During the two years after FinCEN issued the 2013 guidance, it notified virtual currency companies privately if it thought they were acting as unlicensed MSB under the 2013 guidance, and it issued a series of interpretative letters explaining the guidance. While the private notifications and interpretive letters caused some companies to change their business models or register as MSBs, until now FinCEN had not publicly punished any company for failing to follow the 2013 guidance.

While the 2013 guidance is focused on virtual currency businesses, the underlying MSB rules may apply to any company offering innovative payment solutions. The enforcement action signals that such companies now risk enforcement action unless they either register as MSBs or can convince FinCEN that such registration is not required. This poses a legal hurdle for startups and emerging companies, and their investors, who are unsure of whether their cutting-edge payment solutions are subject to rules originally designed for brick-and-mortar businesses. 

Low Tolerance for AML Compliance Delays

According to a joint statement of facts, FinCEN and the USAO determined that Ripple Labs Inc. and its subsidiary XRP II, LLC violated the registration, AML program, and transaction reporting requirements of the Bank Secrecy Act (BSA) and its implementing regulations.1 Specifically, Ripple Labs engaged in sales of its XRP virtual currency without registering with FinCEN as a money services business and also without implementing and maintaining an effective AML program. In July 2013, a new Ripple subsidiary did register with FinCEN but was found to have lacked an effective AML program and to have failed to file suspicious activity reports.  

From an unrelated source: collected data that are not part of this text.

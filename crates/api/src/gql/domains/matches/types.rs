use async_graphql::{InputObject, SimpleObject, ID};
use chrono::{DateTime, NaiveDate, NaiveTime, Utc};

use infra::models::{MatchRow, TieGameRow};
use infra::repos::OrphanedTieSummary;

use crate::services::records;

#[derive(SimpleObject, Clone)]
pub struct Match {
    pub id: ID,
    pub event_id: ID,
    pub fixture_id: Option<ID>,
    pub division_a: String,
    pub division_b: String,
    pub winner: Option<String>,
    pub result: Option<String>,
    pub match_points_a: f64,
    pub match_points_b: f64,
    pub game_points_a: f64,
    pub game_points_b: f64,
    pub phase: Option<String>,
    pub match_date: Option<NaiveDate>,
    pub match_time: Option<NaiveTime>,
    /// Set when this match summarises a best-of-N tie
    pub tie_id: Option<String>,
    pub recorded_by: Option<String>,
    pub created_at: DateTime<Utc>,
}

impl From<MatchRow> for Match {
    fn from(row: MatchRow) -> Self {
        Self {
            tie_id: records::tie_id(&row),
            id: row.id.into(),
            event_id: row.event_id.into(),
            fixture_id: row.fixture_id.map(Into::into),
            division_a: row.division_a,
            division_b: row.division_b,
            winner: row.winner,
            result: row.result,
            match_points_a: row.match_points_a,
            match_points_b: row.match_points_b,
            game_points_a: row.game_points_a,
            game_points_b: row.game_points_b,
            phase: row.phase,
            match_date: row.match_date,
            match_time: row.match_time,
            recorded_by: row.recorded_by,
            created_at: row.created_at,
        }
    }
}

#[derive(SimpleObject, Clone)]
pub struct TieGame {
    pub id: ID,
    pub match_id: ID,
    pub tie_id: String,
    pub match_number: i32,
    pub match_type: String,
    pub team_a_players: String,
    pub team_b_players: String,
    /// `team_a` or `team_b`
    pub winner: String,
    pub score: Option<String>,
}

impl From<TieGameRow> for TieGame {
    fn from(row: TieGameRow) -> Self {
        Self {
            id: row.id.into(),
            match_id: row.match_id.into(),
            tie_id: row.tie_id,
            match_number: row.match_number,
            match_type: row.match_type,
            team_a_players: row.team_a_players,
            team_b_players: row.team_b_players,
            winner: row.winner,
            score: row.score,
        }
    }
}

#[derive(InputObject)]
pub struct RecordMatchInput {
    pub event_id: ID,
    pub division_a: String,
    pub division_b: String,
    /// Division A's result: `win`, `draw` or `loss`
    pub result: String,
    /// Leave blank to use the result's default points
    pub match_points_a: Option<String>,
    pub game_points_a: Option<String>,
    pub match_points_b: Option<String>,
    pub game_points_b: Option<String>,
    pub phase: Option<String>,
    pub match_date: Option<NaiveDate>,
    pub match_time: Option<NaiveTime>,
    pub fixture_id: Option<ID>,
}

#[derive(InputObject)]
pub struct TieGameInput {
    pub match_type: String,
    pub team_a_players: String,
    pub team_b_players: String,
    /// `team_a` or `team_b`; leave empty for unplayed games
    pub winner: Option<String>,
    pub score: Option<String>,
}

#[derive(InputObject)]
pub struct SubmitTieResultInput {
    pub event_id: ID,
    pub division_a: String,
    pub division_b: String,
    pub phase: String,
    pub match_date: Option<NaiveDate>,
    pub match_time: Option<NaiveTime>,
    pub fixture_id: Option<ID>,
    pub games: Vec<TieGameInput>,
}

#[derive(SimpleObject)]
pub struct SubmitTieResultPayload {
    #[graphql(name = "match")]
    pub summary: Match,
    pub games: Vec<TieGame>,
    /// Winning division
    pub winner: String,
    pub points_a: f64,
    pub points_b: f64,
    /// Both sides reached the win threshold; the tie was awarded to division A
    pub inconsistent: bool,
}

#[derive(SimpleObject, Clone)]
pub struct OrphanedTie {
    pub match_id: ID,
    pub event_id: ID,
    pub tie_id: String,
    pub division_a: String,
    pub division_b: String,
    pub created_at: DateTime<Utc>,
}

impl From<OrphanedTieSummary> for OrphanedTie {
    fn from(row: OrphanedTieSummary) -> Self {
        Self {
            match_id: row.match_id.into(),
            event_id: row.event_id.into(),
            tie_id: row.tie_id,
            division_a: row.division_a,
            division_b: row.division_b,
            created_at: row.created_at,
        }
    }
}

Notably, the joint statement of facts states that Ripple failed to register as an MSB until April 29, 2013, or for about six weeks after the March 18, 2013 guidance. Similarly, Ripple's subsidiary registered as an MSB on September 4, 2013, and FinCEN and the USAO faulted the subsidiary for not adopting its written AML program until three weeks later, on September 26. Other violations occurred for a longer period: the joint statement of facts states that Ripple's subsidiary did not perform a risk assessment until six months after registration, and it did not conduct AML training until nearly a year after its formation.

Finally, FinCEN and the USAO found that the Ripple subsidiary did not conduct an independent review of its AML program until nearly a year after it began virtual currency sales, by which time it was aware of the USAO investigation. While many financial institutions conduct annual reviews of their AML program, the AML rules require only the frequency of the MSB's review "be commensurate with the risk of the financial services provided."2 Thus FinCEN appears to be interpreting its regulation to require a review within the first year of MSB operations, or at least upon learning of potential government investigations.

Broad Remedial Measures

As part of the settlement, Ripple (and relevant subsidiaries) agreed to take several remedial actions aimed to give the government greater visibility into virtual currency transactions. Two of these actions are particularly noteworthy. First, Ripple agreed to improve its monitoring tools for identification and possible reporting to the government of funds flows and counterparty information regarding Ripple transactions. Second, Ripple also agreed to offer incentives (such as free XRP virtual currency) for customers to provide identification information, and then to cut off any Ripple customer who does not provide that information within 180 days of the settlement.

Other remedial measures are similar to those commonly seen in AML enforcement actions. Ripple agreed to comply with MSB registration and AML program requirements and to make enhancements to the company's AML controls and training program. Ripple also agreed to external audits of its program through the year 2020, and to a three-year lookback review of historical transactions for potential suspicious activity reporting.